TEMPO.CO, Jakarta - Cadangan devisa pada akhir Oktober 2016 tercatat merosot menjadi sebesar US$ 115,0 miliar dari posisi September lalu sebesar US$115,7 miliar. Terdapat sejumlah faktor yang menyebabkan hal ini terjadi.
"Dengan ini diperkirakan terjadi kenaikan utang luar negeri," ujar ekonom dari PT Bank Permata Tbk, Josua Pardede, saat dihubungi Senin, 7 November 2016.
Adapun posisi cadangan devisa akhir Oktober itu cukup untuk membiayai 8,8 bulan impor atau 8,4 bulan impor dan pembayaran utang luar negeri pemerintah.
Josua mengatakan, meskipun nilai tukar rupiah secara rata-rata cenderung menguat pada Oktober lalu, terjadi pula aliran modal keluar (capital outflow) pada periode yang sama. Nilai tukar rupiah rata-rata menguat menjadi 13.018 dibanding bulan sebelumnya di level 13.110.

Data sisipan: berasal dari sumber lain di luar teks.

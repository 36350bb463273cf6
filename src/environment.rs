//! Aggregate view over all built-in detectors.

use std::sync::Arc;

use serde::{Deserialize, Serialize};

use crate::cache::TimedCache;
use crate::config::Config;
use crate::detector::{CachedDetector, DetectorOptions};
use crate::detectors::{
    CiDetector, CiInfo, CloudDetector, CloudInfo, ContainerDetector, ContainerInfo,
    EnvironmentMode, ModeDetector, ModeInfo, OsDetector, OsInfo, PrivilegeDetector,
    PrivilegeInfo, RuntimeDetector, RuntimeInfo,
};
use crate::probe::Probes;

/// Everything known about the current environment.
#[derive(Debug, Clone, PartialEq, Eq, Serialize, Deserialize)]
pub struct EnvironmentInfo {
    pub os: OsInfo,
    pub container: ContainerInfo,
    pub ci: CiInfo,
    pub cloud: CloudInfo,
    pub privileges: PrivilegeInfo,
    pub runtime: RuntimeInfo,
    pub mode: ModeInfo,
}

/// Facade over the seven built-in detectors.
///
/// The detectors share one [`TimedCache`]. Each boolean accessor runs (or
/// reuses the cached result of) its own detector only.
pub struct Environment {
    cache: Arc<TimedCache>,
    os: CachedDetector<OsDetector>,
    container: CachedDetector<ContainerDetector>,
    ci: CachedDetector<CiDetector>,
    cloud: CachedDetector<CloudDetector>,
    privileges: CachedDetector<PrivilegeDetector>,
    runtime: CachedDetector<RuntimeDetector>,
    mode: CachedDetector<ModeDetector>,
}

impl Environment {
    /// Facade over the real host, configured from `config`.
    pub fn new(config: &Config) -> Self {
        Self::with_probes(
            Probes::system(config.command_timeout()),
            Arc::new(TimedCache::new()),
            config.detector_options(),
            &config.mode.variable,
        )
    }

    pub fn with_probes(
        probes: Probes,
        cache: Arc<TimedCache>,
        options: DetectorOptions,
        mode_variable: &str,
    ) -> Self {
        Self {
            os: CachedDetector::new(
                OsDetector::new(probes.clone()),
                Arc::clone(&cache),
                options,
            ),
            container: CachedDetector::new(
                ContainerDetector::new(probes.clone()),
                Arc::clone(&cache),
                options,
            ),
            ci: CachedDetector::new(
                CiDetector::new(probes.clone()),
                Arc::clone(&cache),
                options,
            ),
            cloud: CachedDetector::new(
                CloudDetector::new(probes.clone()),
                Arc::clone(&cache),
                options,
            ),
            privileges: CachedDetector::new(
                PrivilegeDetector::new(probes.clone()),
                Arc::clone(&cache),
                options,
            ),
            runtime: CachedDetector::new(
                RuntimeDetector::new(probes.clone()),
                Arc::clone(&cache),
                options,
            ),
            mode: CachedDetector::new(
                ModeDetector::new(probes, mode_variable),
                Arc::clone(&cache),
                options,
            ),
            cache,
        }
    }

    pub fn cache(&self) -> &Arc<TimedCache> {
        &self.cache
    }

    /// Run every detector in turn.
    pub fn snapshot(&self) -> EnvironmentInfo {
        EnvironmentInfo {
            os: self.os.detect_sync(),
            container: self.container.detect_sync(),
            ci: self.ci.detect_sync(),
            cloud: self.cloud.detect_sync(),
            privileges: self.privileges.detect_sync(),
            runtime: self.runtime.detect_sync(),
            mode: self.mode.detect_sync(),
        }
    }

    /// Await every detector concurrently.
    pub async fn snapshot_async(&self) -> EnvironmentInfo {
        let (os, container, ci, cloud, privileges, runtime, mode) = tokio::join!(
            self.os.detect_async(),
            self.container.detect_async(),
            self.ci.detect_async(),
            self.cloud.detect_async(),
            self.privileges.detect_async(),
            self.runtime.detect_async(),
            self.mode.detect_async(),
        );

        EnvironmentInfo {
            os,
            container,
            ci,
            cloud,
            privileges,
            runtime,
            mode,
        }
    }

    pub fn os(&self) -> &CachedDetector<OsDetector> {
        &self.os
    }

    pub fn container(&self) -> &CachedDetector<ContainerDetector> {
        &self.container
    }

    pub fn ci(&self) -> &CachedDetector<CiDetector> {
        &self.ci
    }

    pub fn cloud(&self) -> &CachedDetector<CloudDetector> {
        &self.cloud
    }

    pub fn privileges(&self) -> &CachedDetector<PrivilegeDetector> {
        &self.privileges
    }

    pub fn runtime(&self) -> &CachedDetector<RuntimeDetector> {
        &self.runtime
    }

    pub fn mode(&self) -> &CachedDetector<ModeDetector> {
        &self.mode
    }

    pub fn is_windows(&self) -> bool {
        self.os.detect_sync().is_windows
    }

    pub fn is_macos(&self) -> bool {
        self.os.detect_sync().is_macos
    }

    pub fn is_linux(&self) -> bool {
        self.os.detect_sync().is_linux
    }

    pub fn is_container(&self) -> bool {
        self.container.detect_sync().is_container
    }

    pub fn is_docker(&self) -> bool {
        self.container.detect_sync().is_docker
    }

    pub fn is_wsl(&self) -> bool {
        self.container.detect_sync().is_wsl
    }

    pub fn is_kubernetes(&self) -> bool {
        self.container.detect_sync().is_kubernetes
    }

    pub fn is_ci(&self) -> bool {
        self.ci.detect_sync().is_ci
    }

    pub fn is_cloud(&self) -> bool {
        self.cloud.detect_sync().is_cloud
    }

    pub fn is_serverless(&self) -> bool {
        self.cloud.detect_sync().is_serverless
    }

    pub fn is_elevated(&self) -> bool {
        self.privileges.detect_sync().is_elevated
    }

    pub fn is_development(&self) -> bool {
        self.mode.detect_sync().mode == EnvironmentMode::Development
    }

    pub fn is_production(&self) -> bool {
        self.mode.detect_sync().mode == EnvironmentMode::Production
    }

    /// One-line description such as `linux+docker+ci`.
    pub fn summary(&self) -> String {
        let mut parts = vec![self.os.detect_sync().os_type.to_string()];

        if let Some(container_type) = self.container.detect_sync().container_type {
            parts.push(container_type.to_string());
        }
        if self.is_ci() {
            parts.push("ci".to_string());
        }
        if self.is_cloud() {
            parts.push("cloud".to_string());
        }
        if self.is_elevated() {
            parts.push("elevated".to_string());
        }

        parts.join("+")
    }

    /// Drop every cached entry, including ones not owned by these detectors.
    pub fn clear_cache(&self) {
        self.cache.clear();
    }

    pub fn enable_cache(&self) {
        self.cache.enable();
    }

    pub fn disable_cache(&self) {
        self.cache.disable();
    }

    /// Forget the cached result of each built-in detector.
    pub fn reset_all(&self) {
        self.os.reset();
        self.container.reset();
        self.ci.reset();
        self.cloud.reset();
        self.privileges.reset();
        self.runtime.reset();
        self.mode.reset();
    }
}

impl std::fmt::Debug for Environment {
    fn fmt(&self, f: &mut std::fmt::Formatter<'_>) -> std::fmt::Result {
        f.debug_struct("Environment")
            .field("cache", &self.cache)
            .finish_non_exhaustive()
    }
}
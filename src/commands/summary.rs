//! Summary command implementation

use crate::config::Config;
use crate::environment::Environment;
use crate::error::Result;

/// Run the summary command
pub fn run(config: &Config) -> Result<()> {
    let env = Environment::new(config);
    println!("{}", env.summary());
    Ok(())
}
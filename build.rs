use std::env;
use std::process::Command;

fn main() {
    let rustc = env::var("RUSTC").unwrap_or_else(|_| "rustc".to_string());

    let version = Command::new(rustc)
        .arg("--version")
        .output()
        .ok()
        .filter(|output| output.status.success())
        .map(|output| String::from_utf8_lossy(&output.stdout).trim().to_string())
        .unwrap_or_default();

    println!("cargo:rustc-env=ENVSCOPE_RUSTC_VERSION={version}");
    println!("cargo:rerun-if-env-changed=RUSTC");
    println!("cargo:rerun-if-changed=build.rs");
}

"Memang terjadi keluarnya dana asing dari pasar keuangan atau foreign net sell US$ 176 juta," ucap Josua.
Selain itu, fakta cadangan devisa yang turun tipis itu, kata dia, juga mengindikasikan penurunan ekspor pada Oktober lalu.
Josua mengatakan, dari operasi moneter, Bank Indonesia cenderung menyerap lelang SBBI valuta asing sebesar US$340 juta, turun dibanding September sebesar US$ 550 juta.
Josua memperkirakan hingga akhir tahun cadangan devisa berpotensi kembali meningkat. Hal ini salah satunya seiring dengan masuknya dana repatriasi amnesti pajak yang diprediksi jumlahnya mencapai Rp 100 triliun.
"Sehingga rupiah akan terdorong stabil serta terjadinya arus masuk (inflow) di pasar keuangan," katanya.